Most modern scopes allow you to choose either 50 Ω or 1 MΩ input resistance. For general-purpose testing, a 1 MΩ input is commonly used. A 50 Ω input resistance is used for high-speed signals (think microwaves), propagation delays in logic circuits, and circuit-board impedance testing.
Unlike a scope's standard input resistance of either 1 MΩ or 50 Ω, a scope's input capacitance can vary depending on the scope's bandwidth and other design features. With that said, a common input capacitance for many 1 MΩ scopes is 20pF. However, this value can range from 5pF up to 100pF. The best approach, for matching a probe with a scope, is to first choose a probe whose capacitance is within the range of your scope and then fine-tune the probe's capacitance by adjusting its compensation network using the probe's trimmer capacitor, if possible. This process is known as compensating your probe.
How Many Probes, and What Types Do You Need
How many probes, and the type of probes, you may need depends on the situation at hand. For example, if only individual DC voltage measurements are needed, then a passive 1 MΩ single-ended voltage probe would be required. However, if you're measuring the setup-and-hold times of a high-speed signal—such as the NAND data lines on a solid state drive (SSD)—then you'll want to use two active high-speed differential probes. See Figure 4 for an example of this type of measurement.

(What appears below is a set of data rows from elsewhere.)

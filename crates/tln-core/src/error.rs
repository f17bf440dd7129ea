//! Error types for tlnull

use thiserror::Error;

/// tlnull error type
#[derive(Error, Debug)]
pub enum Error {
    /// I/O error
    #[error("I/O error: {0}")]
    Io(#[from] std::io::Error),

    /// Tab-delimited parsing error
    #[error("CSV error: {0}")]
    Csv(#[from] csv::Error),

    /// Validation error
    #[error("Validation error: {0}")]
    Validation(String),

    /// Computation error
    #[error("Computation error: {0}")]
    Computation(String),
}

/// Result type alias
pub type Result<T> = std::result::Result<T, Error>;
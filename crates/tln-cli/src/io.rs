//! Tab-delimited input tables.
//!
//! The source data files carry no header row; columns are fixed by
//! position (study, Q, N, mean, var — plus the `sample1..sampleK` variance
//! columns in the variance-sample table).

use std::fs::File;
use std::path::Path;

use anyhow::{bail, Context, Result};
use tln_core::types::{QnRecord, StudyInfo, VarSampleRow};

fn tsv_reader(path: &Path, flexible: bool) -> Result<csv::Reader<File>> {
    csv::ReaderBuilder::new()
        .delimiter(b'\t')
        .has_headers(false)
        .flexible(flexible)
        .from_path(path)
        .with_context(|| format!("failed to open {}", path.display()))
}

/// Read the QN-mean-variance table (study, Q, N, mean, var).
pub fn read_qn_table(path: &Path) -> Result<Vec<QnRecord>> {
    let mut rdr = tsv_reader(path, false)?;
    let mut out = Vec::new();
    for (i, row) in rdr.deserialize::<QnRecord>().enumerate() {
        let rec = row.with_context(|| format!("bad QN row {} in {}", i + 1, path.display()))?;
        rec.validate()
            .with_context(|| format!("bad QN row {} in {}", i + 1, path.display()))?;
        out.push(rec);
    }
    if out.is_empty() {
        bail!("{} contains no data rows", path.display());
    }
    Ok(out)
}

/// Read the study metadata table (study, taxon, type).
pub fn read_study_info(path: &Path) -> Result<Vec<StudyInfo>> {
    let mut rdr = tsv_reader(path, false)?;
    let mut out = Vec::new();
    for (i, row) in rdr.deserialize::<StudyInfo>().enumerate() {
        let rec =
            row.with_context(|| format!("bad study row {} in {}", i + 1, path.display()))?;
        out.push(rec);
    }
    Ok(out)
}

/// Read a variance-sample table as written by `sample-var`: the five QN
/// columns followed by one float column per simulation.
pub fn read_var_sample_table(path: &Path) -> Result<Vec<VarSampleRow>> {
    let mut rdr = tsv_reader(path, true)?;
    let mut out = Vec::new();
    for (i, row) in rdr.records().enumerate() {
        let row = row.with_context(|| format!("bad row {} in {}", i + 1, path.display()))?;
        if row.len() < 6 {
            bail!(
                "row {} in {} has {} columns; need study, Q, N, mean, var and at least one sample",
                i + 1,
                path.display(),
                row.len()
            );
        }
        let parse_ctx = |col: &str| format!("row {} column {col} in {}", i + 1, path.display());
        let record = QnRecord {
            study: row[0].to_string(),
            q: row[1].parse().with_context(|| parse_ctx("Q"))?,
            n: row[2].parse().with_context(|| parse_ctx("N"))?,
            mean: row[3].parse().with_context(|| parse_ctx("mean"))?,
            var: row[4].parse().with_context(|| parse_ctx("var"))?,
        };
        let samples = row
            .iter()
            .skip(5)
            .map(|s| s.parse::<f64>())
            .collect::<std::result::Result<Vec<f64>, _>>()
            .with_context(|| parse_ctx("sample"))?;
        out.push(VarSampleRow { record, samples });
    }
    if out.is_empty() {
        bail!("{} contains no data rows", path.display());
    }
    Ok(out)
}

/// Sorted unique study identifiers of a QN table.
pub fn study_list(records: &[QnRecord]) -> Vec<String> {
    let mut studies: Vec<String> = records.iter().map(|r| r.study.clone()).collect();
    studies.sort_unstable();
    studies.dedup();
    studies
}
//! Null-model comparators for Taylor's Law.
//!
//! Two variants, both pure (no file I/O; sinks live in the CLI):
//!
//! - [`tl_from_sample`]: retrospective comparison over a table of
//!   pre-computed variance columns (one regression per simulation column).
//! - [`tl_analysis_study`]: forward comparison over freshly sampled
//!   per-(Q, N) variance vectors, producing per-combination summaries plus
//!   one per-study form record.
//!
//! A study whose sampling is incomplete (any (Q, N) combination cut short
//! by the deadline) is skipped entirely; [`sample_study_variances`] returns
//! `None` in that case and no partial output is ever produced.

use std::time::Duration;

use rand::RngCore;
use tln_core::traits::PartitionSampler;
use tln_core::types::{
    AnalysisMode, QnRecord, TlFormPredictedRecord, TlFormRecord, VarSampleRow, VarianceSummary,
};
use tln_core::{Error, Result};
use tln_sampling::variance::variances_for_qn;

use crate::regress::{fit_loglog, LinFit};
use crate::summary::{mean, median, quantile_linear, z_score};

/// Significance level for counting significant simulated fits.
pub const ALPHA: f64 = 0.05;
/// Lower percentile of the simulated distributions (2.5%).
pub const PCT_LOWER: f64 = 0.025;
/// Upper percentile of the simulated distributions (97.5%).
pub const PCT_UPPER: f64 = 0.975;

/// Slope/intercept/R²/significance accumulated across simulated fits.
#[derive(Debug, Default)]
struct SimAccumulator {
    b: Vec<f64>,
    inter: Vec<f64>,
    r2: Vec<f64>,
    n_sig: usize,
}

impl SimAccumulator {
    fn push(&mut self, fit: &LinFit) {
        self.b.push(fit.slope);
        self.inter.push(fit.intercept);
        self.r2.push(fit.r2);
        if fit.p_value < ALPHA {
            self.n_sig += 1;
        }
    }

    fn p_sig(&self, n_sims: usize) -> f64 {
        self.n_sig as f64 / n_sims as f64
    }
}

/// Regress one simulation's variances against the empirical means.
///
/// Rows whose simulated variance is not strictly positive are dropped
/// first; this removes both zero variances (constant draws) and NaN
/// variances (N = 1 combinations, where a single part has no variance).
fn fit_simulated_column(means: &[f64], sim_vars: &[f64]) -> Result<LinFit> {
    let mut m = Vec::with_capacity(means.len());
    let mut v = Vec::with_capacity(sim_vars.len());
    for (&mi, &vi) in means.iter().zip(sim_vars) {
        if vi > 0.0 {
            m.push(mi);
            v.push(vi);
        }
    }
    fit_loglog(&m, &v)
}

/// Per-study retrospective comparison from a variance-sample table.
///
/// Groups rows by study (sorted order), fits the empirical log-log
/// regression across the study's (Q, N) rows, re-fits each simulation
/// column independently, and emits one [`TlFormRecord`] per study. A study
/// whose regressions are degenerate (fewer than three usable rows, or
/// non-positive inputs) is skipped with a warning so the rest of the batch
/// still runs.
pub fn tl_from_sample(rows: &[VarSampleRow]) -> Vec<TlFormRecord> {
    let mut studies: Vec<&str> = rows.iter().map(|r| r.record.study.as_str()).collect();
    studies.sort_unstable();
    studies.dedup();

    let mut out = Vec::with_capacity(studies.len());
    for study in studies {
        let study_rows: Vec<&VarSampleRow> =
            rows.iter().filter(|r| r.record.study == study).collect();
        match study_form_record(study, &study_rows) {
            Ok(record) => out.push(record),
            Err(err) => tracing::warn!(%study, %err, "study skipped"),
        }
    }
    out
}

fn study_form_record(study: &str, study_rows: &[&VarSampleRow]) -> Result<TlFormRecord> {
    let n_sims = study_rows[0].samples.len();
    if study_rows.iter().any(|r| r.samples.len() != n_sims) {
        return Err(Error::Validation(format!(
            "study '{study}': inconsistent sample column counts"
        )));
    }

    let means: Vec<f64> = study_rows.iter().map(|r| r.record.mean).collect();
    let vars: Vec<f64> = study_rows.iter().map(|r| r.record.var).collect();
    let emp = fit_loglog(&means, &vars)?;

    let mut acc = SimAccumulator::default();
    for k in 0..n_sims {
        let sim_vars: Vec<f64> = study_rows.iter().map(|r| r.samples[k]).collect();
        let fit = fit_simulated_column(&means, &sim_vars)?;
        acc.push(&fit);
    }

    Ok(TlFormRecord {
        study: study.to_string(),
        emp_b: emp.slope,
        emp_inter: emp.intercept,
        emp_r2: emp.r2,
        emp_p: emp.p_value,
        sim_b_mean: mean(&acc.b),
        sim_inter_mean: mean(&acc.inter),
        sim_r2_mean: mean(&acc.r2),
        p_sig: acc.p_sig(n_sims),
        z_b: z_score(emp.slope, &acc.b),
        b_lower: quantile_linear(&acc.b, PCT_LOWER),
        b_upper: quantile_linear(&acc.b, PCT_UPPER),
        z_inter: z_score(emp.intercept, &acc.inter),
        inter_lower: quantile_linear(&acc.inter, PCT_LOWER),
        inter_upper: quantile_linear(&acc.inter, PCT_UPPER),
    })
}

/// Draw `sample_size` variances for every (Q, N) combination of one study.
///
/// Returns `None` as soon as any combination comes back short of
/// `sample_size` (deadline expiry): the whole study is skipped and no
/// partial result leaks downstream.
pub fn sample_study_variances(
    rng: &mut dyn RngCore,
    partitions: &dyn PartitionSampler,
    combos: &[QnRecord],
    sample_size: usize,
    t_limit: Duration,
    mode: AnalysisMode,
) -> Result<Option<Vec<Vec<f64>>>> {
    let mut var_parts = Vec::with_capacity(combos.len());
    for rec in combos {
        let vars =
            variances_for_qn(rng, partitions, rec.q, rec.n, sample_size, t_limit, mode)?;
        if vars.len() < sample_size {
            tracing::warn!(
                study = %rec.study,
                q = rec.q,
                n = rec.n,
                drawn = vars.len(),
                "incomplete sampling, skipping study"
            );
            return Ok(None);
        }
        tracing::debug!(study = %rec.study, q = rec.q, n = rec.n, "combination sampled");
        var_parts.push(vars);
    }
    Ok(Some(var_parts))
}

/// Per-combination forward comparison for one fully sampled study.
///
/// `var_parts[i]` holds the `sample_size` simulated variances for
/// `combos[i]`. Produces the per-combination distribution summaries and the
/// per-study form record. The reported median slope is `median(b_list)`
/// across simulations (see DESIGN notes on the defect fixed here).
pub fn tl_analysis_study(
    combos: &[QnRecord],
    var_parts: &[Vec<f64>],
) -> Result<(Vec<VarianceSummary>, TlFormPredictedRecord)> {
    if combos.is_empty() {
        return Err(Error::Validation("tl_analysis_study needs at least one combination".into()));
    }
    if combos.len() != var_parts.len() {
        return Err(Error::Validation(format!(
            "combos and variance vectors disagree: {} vs {}",
            combos.len(),
            var_parts.len()
        )));
    }
    let sample_size = var_parts[0].len();
    if sample_size == 0 || var_parts.iter().any(|v| v.len() != sample_size) {
        return Err(Error::Validation("variance vectors must share a positive length".into()));
    }

    let summaries: Vec<VarianceSummary> = combos
        .iter()
        .zip(var_parts)
        .map(|(rec, vars)| VarianceSummary {
            study: rec.study.clone(),
            q: rec.q,
            n: rec.n,
            mean: mean(vars),
            median: median(vars),
            lower: quantile_linear(vars, PCT_LOWER),
            upper: quantile_linear(vars, PCT_UPPER),
        })
        .collect();

    let means: Vec<f64> = combos.iter().map(|r| r.mean).collect();
    let mut acc = SimAccumulator::default();
    for i in 0..sample_size {
        let sim_vars: Vec<f64> = var_parts.iter().map(|vp| vp[i]).collect();
        let fit = fit_simulated_column(&means, &sim_vars)?;
        acc.push(&fit);
    }

    let record = TlFormPredictedRecord {
        study: combos[0].study.clone(),
        p_sig: acc.p_sig(sample_size),
        r2_mean: mean(&acc.r2),
        b_mean: mean(&acc.b),
        b_median: median(&acc.b),
        b_lower: quantile_linear(&acc.b, PCT_LOWER),
        b_upper: quantile_linear(&acc.b, PCT_UPPER),
        inter_mean: mean(&acc.inter),
        inter_median: median(&acc.inter),
        inter_lower: quantile_linear(&acc.inter, PCT_LOWER),
        inter_upper: quantile_linear(&acc.inter, PCT_UPPER),
    };

    Ok((summaries, record))
}
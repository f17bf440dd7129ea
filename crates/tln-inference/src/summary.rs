//! Descriptive summaries of simulated variance distributions.

use tln_sampling::variance::sample_variance;

/// Arithmetic mean. Empty input returns `NaN`.
pub fn mean(xs: &[f64]) -> f64 {
    if xs.is_empty() {
        return f64::NAN;
    }
    xs.iter().sum::<f64>() / xs.len() as f64
}

/// Quantile for sorted data via linear interpolation.
///
/// - `q=0` returns min
/// - `q=1` returns max
/// - empty input returns `NaN`
pub fn quantile_linear_sorted(sorted: &[f64], q: f64) -> f64 {
    if sorted.is_empty() {
        return f64::NAN;
    }
    if sorted.len() == 1 {
        return sorted[0];
    }

    let q = q.clamp(0.0, 1.0);
    let pos = q * (sorted.len() - 1) as f64;
    let i = pos.floor() as usize;
    let j = pos.ceil() as usize;
    if i == j {
        return sorted[i];
    }
    let t = pos - i as f64;
    (1.0 - t) * sorted[i] + t * sorted[j]
}

/// Quantile via sorting + linear interpolation.
pub fn quantile_linear(data: &[f64], q: f64) -> f64 {
    if data.is_empty() {
        return f64::NAN;
    }
    let mut v = data.to_vec();
    v.sort_by(f64::total_cmp);
    quantile_linear_sorted(&v, q)
}

/// Median via [`quantile_linear`].
pub fn median(data: &[f64]) -> f64 {
    quantile_linear(data, 0.5)
}

/// Z-score of an empirical value against a simulated distribution:
/// `(emp - mean(sims)) / sd(sims)`, with `sd` using Bessel's correction.
pub fn z_score(emp: f64, sims: &[f64]) -> f64 {
    let sd = sample_variance(sims).sqrt();
    (emp - mean(sims)) / sd
}

#[cfg(test)]
mod tests {
    use super::*;

    #[test]
    fn quantile_linear_sorted_edges() {
        let s = [1.0, 2.0, 3.0, 4.0, 5.0];
        assert!((quantile_linear_sorted(&s, 0.0) - 1.0).abs() < 1e-12);
        assert!((quantile_linear_sorted(&s, 1.0) - 5.0).abs() < 1e-12);
        assert!((quantile_linear_sorted(&s, 0.5) - 3.0).abs() < 1e-12);
        assert!((quantile_linear_sorted(&s, 0.25) - 2.0).abs() < 1e-12);
    }

    #[test]
    fn median_of_even_length_interpolates() {
        assert!((median(&[4.0, 1.0, 3.0, 2.0]) - 2.5).abs() < 1e-12);
    }

    #[test]
    fn z_score_of_the_simulated_mean_is_zero() {
        let sims = [1.0, 2.0, 3.0, 4.0];
        let z = z_score(mean(&sims), &sims);
        assert!(z.abs() < 1e-12, "z = {z}");
    }

    #[test]
    fn z_score_scales_by_bessel_sd() {
        // sims sd (ddof=1) of [0, 2] is sqrt(2); emp one sd above the mean.
        let sims = [0.0, 2.0];
        let z = z_score(1.0 + 2.0_f64.sqrt(), &sims);
        assert!((z - 1.0).abs() < 1e-12, "z = {z}");
    }
}
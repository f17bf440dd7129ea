//! Common data types for tlnull

use serde::{Deserialize, Serialize};

use crate::{Error, Result};

/// Which null model the sampling engine draws from.
#[derive(Debug, Clone, Copy, PartialEq, Eq, Serialize, Deserialize)]
pub enum AnalysisMode {
    /// Uniform random partitions of Q into N parts.
    Partition,
    /// Uniform random weak compositions of Q into N parts.
    Composition,
}

impl AnalysisMode {
    /// Suffix used in output file names (`taylor_QN_var_predicted_<analysis>.txt` etc.).
    pub fn as_str(&self) -> &'static str {
        match self {
            AnalysisMode::Partition => "partition",
            AnalysisMode::Composition => "composition",
        }
    }
}

impl std::fmt::Display for AnalysisMode {
    fn fmt(&self, f: &mut std::fmt::Formatter<'_>) -> std::fmt::Result {
        f.write_str(self.as_str())
    }
}

impl std::str::FromStr for AnalysisMode {
    type Err = Error;

    fn from_str(s: &str) -> Result<Self> {
        match s {
            "partition" => Ok(AnalysisMode::Partition),
            "composition" => Ok(AnalysisMode::Composition),
            other => Err(Error::Validation(format!(
                "unknown analysis mode '{other}' (expected 'partition' or 'composition')"
            ))),
        }
    }
}

/// One row of the QN-mean-variance table: a (Q, N) combination observed in
/// one empirical study, with the abundance mean and variance across parts.
///
/// Immutable once read from source data.
#[derive(Debug, Clone, PartialEq, Serialize, Deserialize)]
pub struct QnRecord {
    /// Study identifier.
    pub study: String,
    /// Total abundance Q.
    pub q: u64,
    /// Number of parts N.
    pub n: u64,
    /// Empirical mean abundance per part.
    pub mean: f64,
    /// Empirical variance of abundance across parts.
    pub var: f64,
}

impl QnRecord {
    /// Check the Q >= N invariant required for partitioning Q into N positive parts.
    pub fn validate(&self) -> Result<()> {
        if self.q < self.n {
            return Err(Error::Validation(format!(
                "study '{}': Q={} < N={}",
                self.study, self.q, self.n
            )));
        }
        Ok(())
    }
}

/// One row of the study metadata table.
#[derive(Debug, Clone, PartialEq, Eq, Serialize, Deserialize)]
pub struct StudyInfo {
    /// Study identifier.
    pub study: String,
    /// Taxon covered by the study.
    pub taxon: String,
    /// Study type (spatial or temporal).
    #[serde(rename = "type")]
    pub kind: String,
}

/// One row of the variance-sample table: a [`QnRecord`] followed by the
/// `sample_size` simulated variance columns written by `sample-var`.
#[derive(Debug, Clone, PartialEq)]
pub struct VarSampleRow {
    /// The empirical (Q, N) combination.
    pub record: QnRecord,
    /// Simulated variances, one per null-model draw (`sample1..sampleK`).
    pub samples: Vec<f64>,
}

/// Per-(Q, N) summary of the simulated variance distribution.
///
/// Column order matches `taylor_QN_var_predicted_<analysis>.txt`.
#[derive(Debug, Clone, PartialEq, Serialize, Deserialize)]
pub struct VarianceSummary {
    /// Study identifier.
    pub study: String,
    /// Total abundance Q.
    pub q: u64,
    /// Number of parts N.
    pub n: u64,
    /// Mean of the simulated variances.
    pub mean: f64,
    /// Median of the simulated variances.
    pub median: f64,
    /// 2.5th percentile of the simulated variances.
    pub lower: f64,
    /// 97.5th percentile of the simulated variances.
    pub upper: f64,
}

/// Per-study comparison of the empirical Taylor's Law fit against the
/// null-model distribution of fits, from pre-computed variance samples.
///
/// Column order matches `TL_form_<analysis>.txt`.
#[derive(Debug, Clone, PartialEq, Serialize, Deserialize)]
pub struct TlFormRecord {
    /// Study identifier.
    pub study: String,
    /// Empirical slope b.
    pub emp_b: f64,
    /// Empirical intercept.
    pub emp_inter: f64,
    /// Empirical R².
    pub emp_r2: f64,
    /// Empirical p-value.
    pub emp_p: f64,
    /// Mean slope across simulations.
    pub sim_b_mean: f64,
    /// Mean intercept across simulations.
    pub sim_inter_mean: f64,
    /// Mean R² across simulations.
    pub sim_r2_mean: f64,
    /// Fraction of simulations with p < 0.05.
    pub p_sig: f64,
    /// Z-score of the empirical slope against the simulated slopes.
    pub z_b: f64,
    /// 2.5th percentile of simulated slopes.
    pub b_lower: f64,
    /// 97.5th percentile of simulated slopes.
    pub b_upper: f64,
    /// Z-score of the empirical intercept against the simulated intercepts.
    pub z_inter: f64,
    /// 2.5th percentile of simulated intercepts.
    pub inter_lower: f64,
    /// 97.5th percentile of simulated intercepts.
    pub inter_upper: f64,
}

/// Per-study summary of the null-model Taylor's Law form from freshly
/// sampled variance vectors.
///
/// Column order matches `taylor_form_predicted_<analysis>.txt`.
#[derive(Debug, Clone, PartialEq, Serialize, Deserialize)]
pub struct TlFormPredictedRecord {
    /// Study identifier.
    pub study: String,
    /// Fraction of simulations with p < 0.05.
    pub p_sig: f64,
    /// Mean R² across simulations.
    pub r2_mean: f64,
    /// Mean slope across simulations.
    pub b_mean: f64,
    /// Median slope across simulations.
    pub b_median: f64,
    /// 2.5th percentile of simulated slopes.
    pub b_lower: f64,
    /// 97.5th percentile of simulated slopes.
    pub b_upper: f64,
    /// Mean intercept across simulations.
    pub inter_mean: f64,
    /// Median intercept across simulations.
    pub inter_median: f64,
    /// 2.5th percentile of simulated intercepts.
    pub inter_lower: f64,
    /// 97.5th percentile of simulated intercepts.
    pub inter_upper: f64,
}
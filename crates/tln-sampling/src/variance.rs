//! Deadline-bounded variance sampling engine.
//!
//! For one (Q, N) combination the engine repeatedly draws a single sample
//! from the null model (a uniform partition or a uniform weak composition)
//! and records its sample variance. The whole operation runs under an
//! explicit monotonic-clock deadline checked once per draw: when the
//! deadline expires the variances accumulated so far are returned as a
//! partial result, so the worst-case overrun is the cost of one draw.
//! Callers must treat any result shorter than `sample_size` as "this (Q, N)
//! combination was skipped".

use std::time::{Duration, Instant};

use rand::RngCore;
use tln_core::traits::PartitionSampler;
use tln_core::types::AnalysisMode;
use tln_core::Result;

use crate::composition::distinct_compositions;

/// Sample variance with Bessel's correction (divide by n - 1).
///
/// Returns `NaN` for fewer than two values, matching the upstream
/// convention that such combinations are filtered before analysis.
pub fn sample_variance(values: &[f64]) -> f64 {
    if values.len() < 2 {
        return f64::NAN;
    }
    let n = values.len() as f64;
    let mean = values.iter().sum::<f64>() / n;
    let ss: f64 = values.iter().map(|v| (v - mean) * (v - mean)).sum();
    ss / (n - 1.0)
}

/// Draw up to `sample_size` null-model samples for one (Q, N) combination
/// and return the sample variance of each.
///
/// The result is shorter than `sample_size` exactly when the `t_limit`
/// deadline expired first; `t_limit = 0` returns an empty vector.
pub fn variances_for_qn(
    rng: &mut dyn RngCore,
    partitions: &dyn PartitionSampler,
    q: u64,
    n: u64,
    sample_size: usize,
    t_limit: Duration,
    mode: AnalysisMode,
) -> Result<Vec<f64>> {
    let deadline = Instant::now() + t_limit;
    let mut variances = Vec::with_capacity(sample_size);

    // Tabulation happens once per (Q, N) shape, outside the draw loop.
    let drawer = match mode {
        AnalysisMode::Partition => Some(partitions.prepare(q, n, true)?),
        AnalysisMode::Composition => None,
    };

    for _ in 0..sample_size {
        if Instant::now() >= deadline {
            tracing::warn!(q, n, drawn = variances.len(), %mode, "deadline expired, partial result");
            return Ok(variances);
        }
        let parts = match &drawer {
            Some(d) => d.draw(rng),
            None => {
                let mut drawn = distinct_compositions(rng, q, n, 1, true)?;
                drawn.swap_remove(0)
            }
        };
        let values: Vec<f64> = parts.iter().map(|&p| p as f64).collect();
        variances.push(sample_variance(&values));
    }
    Ok(variances)
}
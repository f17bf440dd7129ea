//! # tln-inference
//!
//! Statistical comparison of empirical Taylor's Law fits against the
//! null-model distribution built from random partitions or compositions.
//!
//! All functions here are pure computation producing record values; the
//! append-mode output sinks live in `tln-cli`.

#![warn(missing_docs)]
#![warn(clippy::all)]

/// Study admission thresholds and decision.
pub mod inclusion;
/// Retrospective and forward null-model comparators.
pub mod nullmodel;
/// Log-log OLS regression with slope significance.
pub mod regress;
/// Means, medians, percentiles, z-scores.
pub mod summary;

pub use inclusion::{meets_inclusion_criteria, InclusionConfig};
pub use nullmodel::{sample_study_variances, tl_analysis_study, tl_from_sample};
pub use regress::{fit_loglog, linregress, LinFit};
pub use summary::{mean, median, quantile_linear, z_score};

Figure 3. A Tektronix active differential probe. Image from this datasheet (PDF). Note the 10× and 1× attenuation selector switch.
Figure 4. High-speed setup-and-hold time voltage measurements.
Passive probes are the most commonly used probes for taking general-purpose measurements. Passive probes are constructed using wires, connectors, a housing, and, if required, compensation or attenuation resistors or capacitors. No active components—such as transistors or amplifiers—are used within these types of probes. Generally speaking, passive probes are easy to use, relatively inexpensive, and fairly rugged.
Passive probes are typically available in the following configurations:
- 1×: no attenuation
- 10×: factor-of-10 attenuation
- 100×: factor-of-100 attenuation
- 1000×: factor-of-1000 attenuation
Attenuation probes serve to multiply the voltage measurement range of the oscilloscope by using an internal resistor that, when used in conjunction with the input resistance of the scope, creates a voltage divider. As an example, a typical 10× probe houses an internal 9 MΩ resistor that, when used with a 1 MΩ scope, creates a 10:1 attenuation ratio at the scope's input channel. This means that the displayed signal on the scope will be 1/10th the magnitude of the actual measured signal. This attenuation feature is useful for the following reasons:
- It allows for the measurement of a signal that might exceed the limits of the oscilloscope.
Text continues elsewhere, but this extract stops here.